▶ PROBLEM STATEMENT
Among the records below, one line contains "assert_relative_eq!(hit.t, 0.5, epsilon"; copy that line and all that follow it, exactly as written.

▶ MATERIAL FOR THIS TASK
···
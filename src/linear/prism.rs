//! Linear prism

use crate::linear::{
    closest_point_on_triangle, finish_evaluation, newton_parametric, LinearCell,
    PARAMETRIC_TOLERANCE,
};
use crate::types::{PositionEvaluation, RealScalar, ReferenceCellType, Result};

/// A six-point triangular prism.
#[derive(Clone, Debug)]
pub struct Prism<T: RealScalar> {
    points: [[T; 3]; 6],
    ids: [usize; 6],
}

impl<T: RealScalar> Prism<T> {
    /// Create a degenerate prism at the origin.
    pub fn new() -> Self {
        Self {
            points: [[T::zero(); 3]; 6],
            ids: [0; 6],
        }
    }
}

impl<T: RealScalar> Default for Prism<T> {
    fn default() -> Self {
        Self::new()
    }
}

impl<T: RealScalar> LinearCell<T> for Prism<T> {
    fn cell_type(&self) -> ReferenceCellType {
        ReferenceCellType::Prism
    }

    fn points(&self) -> &[[T; 3]] {
        &self.points
    }

    fn ids(&self) -> &[usize] {
        &self.ids
    }

    fn set_corner(&mut self, local: usize, x: [T; 3], id: usize) {
        self.points[local] = x;
        self.ids[local] = id;
    }

    fn evaluate_position(&self, x: &[T; 3]) -> Result<PositionEvaluation<T>> {
        let tol = T::from(PARAMETRIC_TOLERANCE).unwrap();
        let pc = newton_parametric(ReferenceCellType::Prism, &self.points, x)?;
        let inside = pc[0] >= -tol
            && pc[1] >= -tol
            && pc[0] + pc[1] <= T::one() + tol
            && pc[2] >= -tol
            && pc[2] <= T::one() + tol;
        let clamped = if inside {
            pc
        } else {
            // Clamp the triangular coordinates onto the reference triangle
            // and the axial coordinate onto the unit interval
            let (_, bary) = closest_point_on_triangle(
                &[pc[0], pc[1], T::zero()],
                &[T::zero(); 3],
                &[T::one(), T::zero(), T::zero()],
                &[T::zero(), T::one(), T::zero()],
            );
            [bary[0], bary[1], num::clamp(pc[2], T::zero(), T::one())]
        };
        Ok(finish_evaluation(self, x, pc, inside, clamped))
    }
}

#[cfg(test)]
mod test {
    use super::*;
    use crate::reference_cell;
    use crate::types::PositionStatus;
    use approx::assert_relative_eq;

    fn prism() -> Prism<f64> {
        let mut prism = Prism::new();
        for (i, v) in reference_cell::vertices::<f64>(ReferenceCellType::Prism)
            .iter()
            .enumerate()
        {
            prism.set_corner(i, [v[0], v[1], 2.0 * v[2]], i);
        }
        prism
    }

    #[test]
    fn test_corners() {
        let prism = prism();
        let verts = reference_cell::vertices::<f64>(ReferenceCellType::Prism);
        for (i, v) in verts.iter().enumerate() {
            let p = prism.evaluate_position(&[v[0], v[1], 2.0 * v[2]]).unwrap();
            assert_eq!(p.status, PositionStatus::Inside);
            assert_relative_eq!(p.dist2, 0.0, epsilon = 1e-12);
            assert_relative_eq!(p.weights[i], 1.0, epsilon = 1e-10);
        }
    }

    #[test]
    fn test_interior() {
        let p = prism().evaluate_position(&[0.25, 0.25, 1.0]).unwrap();
        assert_eq!(p.status, PositionStatus::Inside);
        assert_relative_eq!(p.pcoords[0], 0.25, epsilon = 1e-10);
        assert_relative_eq!(p.pcoords[2], 0.5, epsilon = 1e-10);
    }

    #[test]
    fn test_outside_quad_face() {
        let p = prism().evaluate_position(&[1.0, 1.0, 1.0]).unwrap();
        assert_eq!(p.status, PositionStatus::Outside);
        assert_relative_eq!(p.pcoords[0] + p.pcoords[1], 1.0, epsilon = 1e-10);
        assert_relative_eq!(p.closest_point[0], 0.5, epsilon = 1e-10);
        assert_relative_eq!(p.closest_point[1], 0.5, epsilon = 1e-10);
        assert_relative_eq!(p.dist2, 0.5, epsilon = 1e-10);
    }

    #[test]
    fn test_outside_above() {
        let p = prism().evaluate_position(&[0.25, 0.25, 3.0]).unwrap();
        assert_eq!(p.status, PositionStatus::Outside);
        assert_relative_eq!(p.pcoords[2], 1.0, epsilon = 1e-10);
        assert_relative_eq!(p.dist2, 1.0, epsilon = 1e-10);
    }

    #[test]
    fn test_intersect_with_line() {
        let hit = prism()
            .intersect_with_line(&[0.25, 0.25, -1.0], &[0.25, 0.25, 1.0], 1e-10)
            .unwrap()
            .unwrap();
        assert_relative_eq!(hit.t, 0.5, epsilon = 1e-12);
        assert_relative_eq!(hit.pcoords[0], 0.25, epsilon = 1e-12);
    }

    #[test]
    fn test_triangulate() {
        let tri = prism().triangulate();
        assert_eq!(tri.verts_per_cell, 4);
        assert_eq!(tri.point_ids.len(), 12);
    }
}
···
▶ REPLY
        assert_relative_eq!(hit.t, 0.5, epsilon = 1e-12);
        assert_relative_eq!(hit.pcoords[0], 0.25, epsilon = 1e-12);
    }

    #[test]
    fn test_triangulate() {
        let tri = prism().triangulate();
        assert_eq!(tri.verts_per_cell, 4);
        assert_eq!(tri.point_ids.len(), 12);
    }
}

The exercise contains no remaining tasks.